Von 09/2001 bis 05/2004 wurden insgesamt 73 Patienten im Alter von 5 bis 17 Jahren untersucht. Dabei handelt es sich um 49 Jungen und 24 Mädchen. Bei 28 Kindern (19 männlich, 9 weiblich) konnte eine spezifische ZAVWS diagnostiziert werden. Hier kommt auch das in der Literatur beschriebene Verhältnis m:w von 2:1 zum Tragen. Bei 33 Kindern handelte es sich um eine unspezifische ZAVWS, vergesellschaftet mit einem Aufmerksamkeitsdefizit (ADS), Lernbehinderungen (LB), u.a. Störungen. Bei 12 Kindern konnten andere Krankheitsbilder ( Lese-Rechtschreibschwäche LRS, Schallempfindungsschwerhörigkeit, Entwicklungsverzögerung und Lernbehinderung) beobachtet und eine auditive Wahrnehmungsstörung gänzlich ausgeschlossen werden.

Therapie

Die Therapie bei spezifischen ZAVWS bestand hauptsächlich in einem logopädischen Hörtraining (18 Kinder). Bei massiver Ausprägung und Vergesellschaftung mit einer Sprachentwicklungsstörung erfolgte bei 9 Schülern eine Umschulung in eine Spezialklasse des LBZ für Hörgeschädigte. Bei 5 Kindern mit Einbruch der Diskrimination im Störschall um über 30% erfolgte eine zusätzliche Hörgeräteversorgung, welche sehr gut toleriert wurde. Ein Kind mit geringer Schulproblematik wird in regelmäßigen Abständen durch die Beratungslehrer betreut. Hier wäre zu betonen, dass alle Schulen und Klassenlehrer von den Beratungslehrern aufgesucht und über die Problematik einer AVWS aufgeklärt werden.

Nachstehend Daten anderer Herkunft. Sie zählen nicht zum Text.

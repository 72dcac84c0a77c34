//! URL handling module for brand-crawler
//!
//! This module provides visited-set normalization and the network-location
//! comparison used to keep a crawl on its root site.

mod domain;
mod normalize;

pub use domain::{is_same_site, netloc};
pub use normalize::normalize_url;
//! Crawler coordinator - main crawl orchestration logic
//!
//! This module contains the worker pool that drives a crawl, including:
//! - Seeding the frontier with the root page
//! - Running a fixed number of workers that pop, fetch, extract and enqueue
//! - Enforcing the page budget, depth limit and same-site confinement
//! - Stopping on drain, budget, crawl timeout or cancellation
//! - Aggregating whatever was collected into the final result
//!
//! # Concurrency
//!
//! Workers share one [`SharedCrawlState`] and one [`FrontierQueue`]. When
//! both are needed the state lock is taken first. A URL is fetched only by
//! the worker that claimed it in the visited set, so no page is fetched
//! twice.

use crate::config::{validate, Config};
use crate::crawler::fetcher::{Challenge, FetchOutcome, PageFetcher};
use crate::crawler::frontier::{score_link, CrawlTask, FrontierQueue, Pop, ROOT_PRIORITY};
use crate::crawler::loader::{HttpPageLoader, PageLoader};
use crate::extract::{Link, PageExtractor};
use crate::output::{aggregate, CrawlResult};
use crate::state::{Claim, CrawlPhase, SharedCrawlState};
use crate::url::{is_same_site, netloc, normalize_url};
use crate::{CrawlError, UrlError};
use futures::FutureExt;
use std::collections::HashSet;
use std::panic::AssertUnwindSafe;
use std::sync::Arc;
use std::time::Duration;
use tokio::task::JoinSet;
use tokio_util::sync::CancellationToken;
use url::Url;

/// Called after every extracted page with `(pages_visited, max_pages, url)`
pub type ProgressCallback = Arc<dyn Fn(usize, usize, &str) + Send + Sync>;

/// How long stopped workers get to finish before they are aborted
const SHUTDOWN_GRACE: Duration = Duration::from_secs(5);

/// Links to files the extractor cannot use
const SKIPPED_EXTENSIONS: &[&str] = &[
    ".pdf", ".jpg", ".jpeg", ".png", ".gif", ".svg", ".webp", ".zip", ".mp4", ".mp3",
];

/// Main crawler coordinator structure
pub struct Coordinator {
    config: Arc<Config>,
    loader: Arc<dyn PageLoader>,
    fallback_loader: Arc<dyn PageLoader>,
    progress: Option<ProgressCallback>,
    cancel: CancellationToken,
}

impl Coordinator {
    /// Creates a coordinator that loads pages through `loader`
    pub fn new(config: Config, loader: Arc<dyn PageLoader>) -> Self {
        Self {
            config: Arc::new(config),
            loader,
            fallback_loader: Arc::new(HttpPageLoader::new()),
            progress: None,
            cancel: CancellationToken::new(),
        }
    }

    pub fn with_progress(mut self, progress: ProgressCallback) -> Self {
        self.progress = Some(progress);
        self
    }

    /// Loads the root through `loader` when the fallback scrape runs
    pub fn with_fallback_loader(mut self, loader: Arc<dyn PageLoader>) -> Self {
        self.fallback_loader = loader;
        self
    }

    /// Uses `token` to cancel the crawl instead of a private one
    pub fn with_cancellation(mut self, token: CancellationToken) -> Self {
        self.cancel = token;
        self
    }

    /// Token that stops a running crawl when cancelled
    pub fn cancellation_token(&self) -> CancellationToken {
        self.cancel.clone()
    }

    pub fn config(&self) -> &Config {
        &self.config
    }

    pub(crate) fn fallback_loader(&self) -> &dyn PageLoader {
        self.fallback_loader.as_ref()
    }

    /// Crawls the site rooted at `root_url`
    ///
    /// Returns `Err` only for invalid input. Page failures, timeouts and
    /// cancellation all produce `Ok` with whatever was collected; a crawl
    /// that extracted nothing has `success == false` and an error message.
    pub async fn run(&self, root_url: &str) -> Result<CrawlResult, CrawlError> {
        validate(&self.config)?;
        let root = normalize_url(root_url)?;
        let site = netloc(&root).ok_or(UrlError::MissingDomain)?;
        let limits = &self.config.crawler;

        tracing::info!(
            root = %root,
            max_depth = limits.max_depth,
            max_pages = limits.max_pages,
            concurrency = limits.concurrency,
            "Starting crawl"
        );

        let ctx = Arc::new(WorkerContext {
            config: self.config.clone(),
            site,
            state: SharedCrawlState::new(),
            frontier: FrontierQueue::new(),
            fetcher: PageFetcher::new(
                self.loader.clone(),
                self.config.fetcher.clone(),
                self.config.stealth.clone(),
            ),
            extractor: PageExtractor::new(root.clone()),
            progress: self.progress.clone(),
            cancel: self.cancel.child_token(),
        });

        ctx.state.lock().await.metrics.start();
        ctx.frontier
            .push(CrawlTask {
                url: root.clone(),
                depth: 0,
                priority: ROOT_PRIORITY,
            })
            .await;

        let mut phase = CrawlPhase::Init;
        transition(&mut phase, CrawlPhase::Running);

        let mut workers = JoinSet::new();
        for id in 0..limits.concurrency {
            let ctx = ctx.clone();
            workers.spawn(async move { ctx.worker(id).await });
        }

        let stopped_by = tokio::select! {
            biased;
            _ = self.cancel.cancelled() => Some(CrawlPhase::Cancelled),
            _ = tokio::time::sleep(Duration::from_secs(limits.crawl_timeout_secs)) => {
                Some(CrawlPhase::TimedOut)
            }
            _ = join_workers(&mut workers) => None,
        };

        if let Some(reason) = stopped_by {
            tracing::warn!(reason = %reason, "Stopping workers early");
            ctx.cancel.cancel();
            ctx.frontier.close().await;
            if tokio::time::timeout(SHUTDOWN_GRACE, join_workers(&mut workers))
                .await
                .is_err()
            {
                tracing::warn!("Workers did not stop in time, aborting them");
                workers.shutdown().await;
            }
        }

        let reason = match stopped_by {
            Some(reason) => reason,
            None if self.cancel.is_cancelled() => CrawlPhase::Cancelled,
            None if ctx.state.visited_count().await >= limits.max_pages => {
                CrawlPhase::BudgetExhausted
            }
            None => CrawlPhase::Drained,
        };
        transition(&mut phase, reason);

        let (data, mut metrics) = ctx.state.take().await;
        metrics.finish(reason);

        let mut result = aggregate(&data, &metrics);
        if !result.success {
            result.error = Some(format!("no page could be crawled from {} ({})", root, reason));
        }

        tracing::info!(
            pages_crawled = metrics.pages_crawled,
            pages_failed = metrics.pages_failed,
            retries = metrics.retry_count,
            captcha = metrics.captcha_count,
            blocked = metrics.blocked_count,
            duration_secs = metrics.duration_secs,
            stop_reason = %reason,
            "Crawl finished"
        );

        transition(&mut phase, CrawlPhase::Done);
        Ok(result)
    }
}

fn transition(phase: &mut CrawlPhase, next: CrawlPhase) {
    if phase.can_transition_to(next) {
        tracing::debug!(from = %phase, to = %next, "Crawl phase change");
        *phase = next;
    } else {
        tracing::error!(from = %phase, to = %next, "Invalid crawl phase change");
    }
}

/// Waits for every worker, logging any that panicked
async fn join_workers(workers: &mut JoinSet<()>) {
    while let Some(joined) = workers.join_next().await {
        if let Err(e) = joined {
            if e.is_panic() {
                tracing::error!("Worker task panicked: {}", e);
            }
        }
    }
}

/// Everything a worker needs, shared by the whole pool
struct WorkerContext {
    config: Arc<Config>,
    site: String,
    state: SharedCrawlState,
    frontier: FrontierQueue,
    fetcher: PageFetcher,
    extractor: PageExtractor,
    progress: Option<ProgressCallback>,
    cancel: CancellationToken,
}

impl WorkerContext {
    async fn worker(&self, id: usize) {
        let wait = Duration::from_millis(self.config.crawler.pop_timeout_ms);
        tracing::trace!(worker = id, "Worker started");

        loop {
            let popped = tokio::select! {
                biased;
                _ = self.cancel.cancelled() => break,
                popped = self.frontier.pop(wait) => popped,
            };

            match popped {
                Pop::Task(guard) => {
                    let processed = AssertUnwindSafe(self.process(&guard.task))
                        .catch_unwind()
                        .await;
                    if processed.is_err() {
                        tracing::error!(worker = id, url = %guard.task.url, "Worker panicked on page");
                        self.state.record_failure(0, false, false).await;
                    }
                }
                Pop::Idle => continue,
                Pop::Drained | Pop::Closed => break,
            }
        }

        tracing::trace!(worker = id, "Worker exiting");
    }

    /// Fetches, extracts and expands one task
    async fn process(&self, task: &CrawlTask) {
        let limits = &self.config.crawler;

        if !is_same_site(&task.url, &self.site) {
            tracing::debug!(url = %task.url, "Skipping off-site URL");
            return;
        }

        match self.state.try_claim(task.url.as_str(), limits.max_pages).await {
            Claim::Claimed => {}
            Claim::AlreadyVisited => return,
            Claim::BudgetExhausted => {
                self.frontier.close().await;
                return;
            }
        }

        tracing::debug!(
            url = %task.url,
            depth = task.depth,
            priority = task.priority,
            "Fetching page"
        );

        let deadline = Duration::from_secs(limits.page_deadline_secs);
        let outcome =
            match tokio::time::timeout(deadline, self.fetcher.fetch(&task.url, &self.cancel)).await {
                Ok(outcome) => outcome,
                Err(_) => {
                    tracing::warn!(url = %task.url, "Page deadline of {:?} exceeded", deadline);
                    FetchOutcome::failed(1, Challenge::None, "page deadline exceeded")
                }
            };

        let retries = outcome.retries();
        let challenge = outcome.challenge;
        let Some(page) = outcome.page else {
            if self.cancel.is_cancelled() {
                return;
            }
            tracing::info!(
                url = %task.url,
                error = outcome.error.as_deref().unwrap_or("unknown"),
                "Page failed"
            );
            self.state
                .record_failure(
                    retries,
                    challenge == Challenge::Captcha,
                    challenge == Challenge::Blocked,
                )
                .await;
            return;
        };

        if !is_same_site(&page.final_url, &self.site) {
            tracing::info!(url = %task.url, final_url = %page.final_url, "Redirected off-site");
            self.state.record_failure(retries, false, false).await;
            return;
        }

        let record = self
            .extractor
            .extract_document(&page.html, &task.url, &page.final_url, task.depth);
        let links = if task.depth < limits.max_depth {
            record.links.clone()
        } else {
            Vec::new()
        };
        let parent_bonus = i64::from(record.page_type.value_score()) / 10;

        let visited = self.state.record_page(record, retries).await;
        if let Some(progress) = &self.progress {
            progress(visited, limits.max_pages, task.url.as_str());
        }

        if visited >= limits.max_pages {
            self.frontier.close().await;
            return;
        }

        self.enqueue(&links, task.depth + 1, parent_bonus).await;
    }

    /// Scores and queues same-site links not yet visited
    async fn enqueue(&self, links: &[Link], depth: u32, parent_bonus: i64) {
        let max_pages = self.config.crawler.max_pages;
        let mut tasks = Vec::new();

        {
            let state = self.state.lock().await;
            let mut seen = HashSet::new();
            for link in links {
                let Ok(url) = normalize_url(&link.url) else {
                    continue;
                };
                if !is_same_site(&url, &self.site)
                    || is_skipped_file(&url)
                    || !state.can_enqueue(url.as_str(), max_pages)
                    || !seen.insert(url.as_str().to_string())
                {
                    continue;
                }
                let priority = score_link(url.as_str(), &link.text) + parent_bonus;
                tasks.push(CrawlTask {
                    url,
                    depth,
                    priority,
                });
            }
        }

        let count = tasks.len();
        for task in tasks {
            if !self.frontier.push(task).await {
                break;
            }
        }
        tracing::trace!(count, depth, "Queued links");
    }
}

fn is_skipped_file(url: &Url) -> bool {
    let path = url.path().to_lowercase();
    SKIPPED_EXTENSIONS.iter().any(|ext| path.ends_with(ext))
}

Bei den unspezifischen ZAVWS wurde eine Förderung bzw. Therapie entsprechend der grundlegenden Störung eingeleitet. In 23 Fällen erfolgte eine spezifische Therapie eines ADHS mit medikamentöser Einstellung, Ergotherapie und psychomotorischer Beübung. 19 Schüler wurden in das LBZ für Hörgeschädigte mit dem Sonderbereich Lernbehinderung und ADS umgeschult. 9 Kinder wechselten in eine LB-Schule, 2 in eine Sprachheilschule. 4 Schülern wurde die Umschulung in den Körperbehinderten-Bereich empfohlen.

Die Störungsbilder, bei welchen eine ZAVWS gänzlich ausgeschlossen wurde, wurden ebenfalls einer entsprechenden Therapie zugeführt. Hier zu nennen sind Hörgeräteanpassung, LRS-förderung u.a.

Diskussion

Diagnostik und Therapie zentralauditiver Verarbeitungs- und Wahrnehmungsstörungen können aufgrund der Komplexität des Störungsbildes nicht nur in der Hand einer Fachrichtung liegen, sondern erfordern eine interdisziplinäre Zusammenarbeit. Durch die fachübergreifende Kommunikation kann zügig eine suffiziente und ganzheitliche Diagnostik durchgeführt werden. Eine individuelle Förderung und adäquate Therapie kann umgehend und ohne zeitliche Verzögerungen eingeleitet, fachkompetent betreut und kontrolliert werden. In Anbetracht der fehlenden Kapazitäten in den Sozialpädiatrischen Zentren und der abnehmenden kollegialen Kommunikation gewinnt der Arbeitskreis Auditive Wahrnehmungsstörungen in der Region Halberstadt und Altmark eine zunehmende Bedeutung.